### [Required action]
Look over the entries that follow. Report how many lines contain "NotARepository", with nothing else.
==== Data section
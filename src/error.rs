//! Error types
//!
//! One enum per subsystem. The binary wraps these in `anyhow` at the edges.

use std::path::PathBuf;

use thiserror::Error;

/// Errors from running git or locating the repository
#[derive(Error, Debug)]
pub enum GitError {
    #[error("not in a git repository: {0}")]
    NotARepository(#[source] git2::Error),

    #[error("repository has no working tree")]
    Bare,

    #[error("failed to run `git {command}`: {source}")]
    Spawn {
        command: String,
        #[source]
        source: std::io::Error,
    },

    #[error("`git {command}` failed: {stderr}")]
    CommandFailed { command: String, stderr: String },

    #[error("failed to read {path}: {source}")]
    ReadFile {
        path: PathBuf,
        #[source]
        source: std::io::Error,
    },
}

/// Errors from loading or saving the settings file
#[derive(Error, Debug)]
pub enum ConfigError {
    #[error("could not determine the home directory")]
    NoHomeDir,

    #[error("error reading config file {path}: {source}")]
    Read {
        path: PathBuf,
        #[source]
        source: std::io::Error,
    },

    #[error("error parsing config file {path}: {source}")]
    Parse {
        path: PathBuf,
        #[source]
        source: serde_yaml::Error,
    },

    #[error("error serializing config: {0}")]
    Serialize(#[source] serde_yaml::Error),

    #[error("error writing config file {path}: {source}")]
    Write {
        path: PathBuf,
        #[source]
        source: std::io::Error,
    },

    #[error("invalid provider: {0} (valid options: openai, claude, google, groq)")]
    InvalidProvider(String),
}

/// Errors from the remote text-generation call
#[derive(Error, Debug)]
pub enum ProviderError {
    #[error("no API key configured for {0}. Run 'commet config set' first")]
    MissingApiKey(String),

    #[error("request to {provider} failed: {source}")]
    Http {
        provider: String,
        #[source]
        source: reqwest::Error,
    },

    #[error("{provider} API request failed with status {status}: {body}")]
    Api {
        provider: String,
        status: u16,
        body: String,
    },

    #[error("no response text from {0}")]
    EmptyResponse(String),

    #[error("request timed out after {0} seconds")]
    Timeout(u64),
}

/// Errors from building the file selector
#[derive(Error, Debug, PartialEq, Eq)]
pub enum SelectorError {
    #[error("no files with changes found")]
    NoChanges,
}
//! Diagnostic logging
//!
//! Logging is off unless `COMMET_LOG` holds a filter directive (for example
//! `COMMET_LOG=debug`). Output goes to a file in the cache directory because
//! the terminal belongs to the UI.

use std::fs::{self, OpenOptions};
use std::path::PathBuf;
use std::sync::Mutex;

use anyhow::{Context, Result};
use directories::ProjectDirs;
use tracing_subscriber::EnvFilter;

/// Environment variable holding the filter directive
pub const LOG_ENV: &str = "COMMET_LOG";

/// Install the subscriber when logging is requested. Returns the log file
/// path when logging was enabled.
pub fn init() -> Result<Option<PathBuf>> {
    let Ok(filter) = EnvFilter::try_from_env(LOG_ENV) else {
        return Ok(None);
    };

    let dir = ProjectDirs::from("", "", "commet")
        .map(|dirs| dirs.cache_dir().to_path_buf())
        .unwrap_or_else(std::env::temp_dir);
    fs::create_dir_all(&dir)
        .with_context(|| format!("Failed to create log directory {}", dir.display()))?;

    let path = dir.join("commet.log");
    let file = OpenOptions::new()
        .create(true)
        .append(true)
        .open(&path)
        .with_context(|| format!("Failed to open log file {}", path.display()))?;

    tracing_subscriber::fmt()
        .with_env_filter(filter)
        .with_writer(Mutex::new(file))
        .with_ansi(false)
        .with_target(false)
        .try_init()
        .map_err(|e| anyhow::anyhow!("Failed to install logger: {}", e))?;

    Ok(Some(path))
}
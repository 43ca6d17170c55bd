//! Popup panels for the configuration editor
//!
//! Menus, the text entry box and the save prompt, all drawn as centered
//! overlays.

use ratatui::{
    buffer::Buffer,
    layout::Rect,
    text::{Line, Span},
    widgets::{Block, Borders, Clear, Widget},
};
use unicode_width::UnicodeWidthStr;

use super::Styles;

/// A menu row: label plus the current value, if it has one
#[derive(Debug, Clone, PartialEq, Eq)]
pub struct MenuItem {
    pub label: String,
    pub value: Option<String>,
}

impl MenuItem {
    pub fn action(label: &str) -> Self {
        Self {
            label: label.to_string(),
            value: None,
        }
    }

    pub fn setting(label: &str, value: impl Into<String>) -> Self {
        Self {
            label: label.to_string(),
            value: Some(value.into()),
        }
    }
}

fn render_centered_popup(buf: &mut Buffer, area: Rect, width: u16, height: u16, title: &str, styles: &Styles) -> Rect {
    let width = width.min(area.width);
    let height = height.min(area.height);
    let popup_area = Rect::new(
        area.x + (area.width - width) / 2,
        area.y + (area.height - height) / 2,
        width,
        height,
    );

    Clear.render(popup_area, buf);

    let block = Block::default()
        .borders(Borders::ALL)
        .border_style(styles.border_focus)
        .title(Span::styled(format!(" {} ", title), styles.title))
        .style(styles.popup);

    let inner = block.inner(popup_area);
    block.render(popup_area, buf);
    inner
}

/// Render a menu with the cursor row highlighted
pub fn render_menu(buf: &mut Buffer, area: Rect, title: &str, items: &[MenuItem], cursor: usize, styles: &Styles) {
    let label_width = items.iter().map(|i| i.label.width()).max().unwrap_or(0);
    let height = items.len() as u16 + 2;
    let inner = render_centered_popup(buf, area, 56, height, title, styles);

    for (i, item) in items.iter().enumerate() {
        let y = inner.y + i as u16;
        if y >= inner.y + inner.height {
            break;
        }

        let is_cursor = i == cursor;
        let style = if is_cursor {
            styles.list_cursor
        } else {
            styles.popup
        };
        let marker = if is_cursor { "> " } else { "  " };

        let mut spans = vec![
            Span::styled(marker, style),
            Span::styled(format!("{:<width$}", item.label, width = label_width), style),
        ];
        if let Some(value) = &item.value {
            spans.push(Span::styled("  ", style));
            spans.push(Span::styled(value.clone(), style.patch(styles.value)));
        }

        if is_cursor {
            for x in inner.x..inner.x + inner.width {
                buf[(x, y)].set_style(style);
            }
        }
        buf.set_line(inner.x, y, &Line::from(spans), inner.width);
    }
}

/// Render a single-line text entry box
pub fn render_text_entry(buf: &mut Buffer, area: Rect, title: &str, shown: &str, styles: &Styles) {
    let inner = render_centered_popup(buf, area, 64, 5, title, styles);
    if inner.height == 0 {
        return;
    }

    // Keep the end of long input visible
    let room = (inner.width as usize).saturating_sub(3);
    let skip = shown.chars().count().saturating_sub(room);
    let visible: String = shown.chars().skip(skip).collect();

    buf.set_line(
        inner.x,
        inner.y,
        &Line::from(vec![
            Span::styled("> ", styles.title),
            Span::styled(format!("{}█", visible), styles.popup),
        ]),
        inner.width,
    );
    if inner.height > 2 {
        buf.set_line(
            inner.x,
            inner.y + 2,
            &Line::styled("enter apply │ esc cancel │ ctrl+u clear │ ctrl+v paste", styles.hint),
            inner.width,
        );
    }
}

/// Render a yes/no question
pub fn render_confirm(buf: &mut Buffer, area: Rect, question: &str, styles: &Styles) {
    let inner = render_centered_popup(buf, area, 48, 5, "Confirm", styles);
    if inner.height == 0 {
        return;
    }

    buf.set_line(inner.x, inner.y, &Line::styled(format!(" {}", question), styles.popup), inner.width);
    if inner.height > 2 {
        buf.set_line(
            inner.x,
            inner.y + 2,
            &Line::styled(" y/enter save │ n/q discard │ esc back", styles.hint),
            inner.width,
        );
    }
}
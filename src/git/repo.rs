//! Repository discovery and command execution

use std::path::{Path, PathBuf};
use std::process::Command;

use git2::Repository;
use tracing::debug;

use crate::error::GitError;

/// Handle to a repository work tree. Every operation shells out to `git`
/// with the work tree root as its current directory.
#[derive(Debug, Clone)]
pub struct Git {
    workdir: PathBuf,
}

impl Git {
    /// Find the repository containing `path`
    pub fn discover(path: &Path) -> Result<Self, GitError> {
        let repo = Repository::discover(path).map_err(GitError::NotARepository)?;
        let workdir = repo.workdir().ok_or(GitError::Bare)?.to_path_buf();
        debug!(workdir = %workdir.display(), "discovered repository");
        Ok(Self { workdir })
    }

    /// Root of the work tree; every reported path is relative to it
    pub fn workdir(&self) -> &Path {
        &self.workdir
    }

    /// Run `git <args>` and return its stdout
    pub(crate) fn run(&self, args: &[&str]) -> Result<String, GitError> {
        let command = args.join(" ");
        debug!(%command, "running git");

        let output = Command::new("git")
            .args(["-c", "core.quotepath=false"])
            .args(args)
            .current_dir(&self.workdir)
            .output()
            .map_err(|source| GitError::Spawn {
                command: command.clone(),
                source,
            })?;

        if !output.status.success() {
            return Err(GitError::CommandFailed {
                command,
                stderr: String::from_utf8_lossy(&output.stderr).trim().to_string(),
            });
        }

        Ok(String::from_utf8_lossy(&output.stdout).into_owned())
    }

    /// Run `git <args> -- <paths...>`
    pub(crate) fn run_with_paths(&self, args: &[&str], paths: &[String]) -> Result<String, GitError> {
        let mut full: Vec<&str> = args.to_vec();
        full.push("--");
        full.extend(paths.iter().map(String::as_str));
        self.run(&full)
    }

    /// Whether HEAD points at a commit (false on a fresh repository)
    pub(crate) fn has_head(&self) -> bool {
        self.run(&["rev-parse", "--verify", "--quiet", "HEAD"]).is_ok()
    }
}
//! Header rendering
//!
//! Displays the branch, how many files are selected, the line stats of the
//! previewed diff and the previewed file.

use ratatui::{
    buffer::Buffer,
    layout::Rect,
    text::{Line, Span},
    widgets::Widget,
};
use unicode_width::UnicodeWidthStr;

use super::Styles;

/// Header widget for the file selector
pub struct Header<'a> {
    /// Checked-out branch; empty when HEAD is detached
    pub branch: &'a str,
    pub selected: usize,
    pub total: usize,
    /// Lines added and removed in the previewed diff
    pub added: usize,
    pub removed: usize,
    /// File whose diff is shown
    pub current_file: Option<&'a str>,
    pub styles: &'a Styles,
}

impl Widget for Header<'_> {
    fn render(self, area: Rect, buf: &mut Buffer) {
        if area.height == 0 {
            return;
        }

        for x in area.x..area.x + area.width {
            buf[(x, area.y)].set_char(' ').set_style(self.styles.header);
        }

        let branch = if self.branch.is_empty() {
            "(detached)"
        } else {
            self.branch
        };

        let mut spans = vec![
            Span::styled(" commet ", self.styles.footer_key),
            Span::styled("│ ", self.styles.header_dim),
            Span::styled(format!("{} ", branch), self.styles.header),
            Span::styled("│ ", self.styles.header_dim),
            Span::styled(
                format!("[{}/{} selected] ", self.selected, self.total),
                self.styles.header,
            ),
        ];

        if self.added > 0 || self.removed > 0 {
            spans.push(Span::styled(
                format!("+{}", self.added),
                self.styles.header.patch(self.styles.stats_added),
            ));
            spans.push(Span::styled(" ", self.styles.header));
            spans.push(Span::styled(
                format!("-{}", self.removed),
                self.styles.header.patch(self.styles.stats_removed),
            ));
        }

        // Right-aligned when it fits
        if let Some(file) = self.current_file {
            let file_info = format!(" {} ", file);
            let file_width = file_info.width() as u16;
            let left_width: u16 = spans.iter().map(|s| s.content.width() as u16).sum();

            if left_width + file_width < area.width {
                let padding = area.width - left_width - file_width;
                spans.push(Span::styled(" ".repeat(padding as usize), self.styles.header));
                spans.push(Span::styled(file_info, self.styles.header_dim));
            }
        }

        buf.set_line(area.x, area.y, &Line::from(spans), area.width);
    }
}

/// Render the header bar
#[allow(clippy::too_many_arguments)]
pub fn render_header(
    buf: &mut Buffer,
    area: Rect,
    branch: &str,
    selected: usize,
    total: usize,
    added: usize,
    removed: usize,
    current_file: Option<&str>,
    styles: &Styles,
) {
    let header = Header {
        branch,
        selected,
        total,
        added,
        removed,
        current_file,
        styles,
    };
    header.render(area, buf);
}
========
### [Finished task]
2